> [Material to process]

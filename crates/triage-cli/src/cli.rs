//! Command-line argument parsing.

use clap::{Parser, Subcommand};
use std::path::PathBuf;

/// Crisis detection and questionnaire routing
#[derive(Parser, Debug)]
#[command(name = "triage")]
#[command(about = "Crisis detection and PHQ-9/GAD-7 routing", long_about = None)]
#[command(version)]
pub struct Cli {
    /// Engine configuration file (YAML, or JSON with a .json extension)
    #[arg(long, global = true)]
    pub config: Option<PathBuf>,

    /// Debug logging on stderr
    #[arg(short, long, global = true)]
    pub verbose: bool,

    /// Print JSON instead of text
    #[arg(long, global = true)]
    pub json: bool,

    #[command(subcommand)]
    pub command: Commands,
}

#[derive(Subcommand, Debug)]
pub enum Commands {
    /// Check a message for crisis language
    Detect {
        /// Message text
        text: String,
    },

    /// Score answers and print the routing decision
    Route {
        /// PHQ-9 item scores, comma separated (e.g. "1,2,0,3")
        #[arg(long, default_value = "")]
        phq9: String,

        /// GAD-7 item scores, comma separated
        #[arg(long, default_value = "")]
        gad7: String,

        /// Age band reported by the user
        #[arg(long, default_value = "")]
        age_band: String,
    },

    /// Print the crisis message for a country
    CrisisResponse {
        #[arg(long, default_value = "tr")]
        country: String,

        /// Directory of {country}.json records (built-in records if unset)
        #[arg(long)]
        resources_dir: Option<PathBuf>,
    },

    /// List the prompts of an instrument
    Questions {
        /// phq9 or gad7
        instrument: String,
    },

    /// Print the resource record for a country
    Resources {
        #[arg(long, default_value = "tr")]
        country: String,

        #[arg(long)]
        resources_dir: Option<PathBuf>,
    },

    /// Run one intake message through the crisis check and mock responder
    Intake {
        text: String,

        #[arg(long)]
        country: Option<String>,

        #[arg(long)]
        resources_dir: Option<PathBuf>,
    },
}

#[cfg(test)]
mod tests {
    use super::*;
    use clap::CommandFactory;

    #[test]
    fn test_cli_definition() {
        Cli::command().debug_assert();
    }

    #[test]
    fn test_parse_route_with_global_flags() {
        let cli = Cli::try_parse_from([
            "triage", "route", "--phq9", "1,2", "--gad7", "3", "--age-band", "under 18", "--json",
        ])
        .unwrap();

        assert!(cli.json);
        match cli.command {
            Commands::Route {
                phq9,
                gad7,
                age_band,
            } => {
                assert_eq!(phq9, "1,2");
                assert_eq!(gad7, "3");
                assert_eq!(age_band, "under 18");
            }
            other => panic!("unexpected command: {:?}", other),
        }
    }

    #[test]
    fn test_questions_requires_instrument() {
        assert!(Cli::try_parse_from(["triage", "questions"]).is_err());
    }
}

> [About this task]
The answer must hold exactly the lines of the entries above, from the first line through the line that contains "#[arg(short, long, global = true)]", and no others.

> [Problem solution]
filename crates/triage-cli/src/cli.rs
//! Command-line argument parsing.

use clap::{Parser, Subcommand};
use std::path::PathBuf;

/// Crisis detection and questionnaire routing
#[derive(Parser, Debug)]
#[command(name = "triage")]
#[command(about = "Crisis detection and PHQ-9/GAD-7 routing", long_about = None)]
#[command(version)]
pub struct Cli {
    /// Engine configuration file (YAML, or JSON with a .json extension)
    #[arg(long, global = true)]
    pub config: Option<PathBuf>,

    /// Debug logging on stderr
    #[arg(short, long, global = true)]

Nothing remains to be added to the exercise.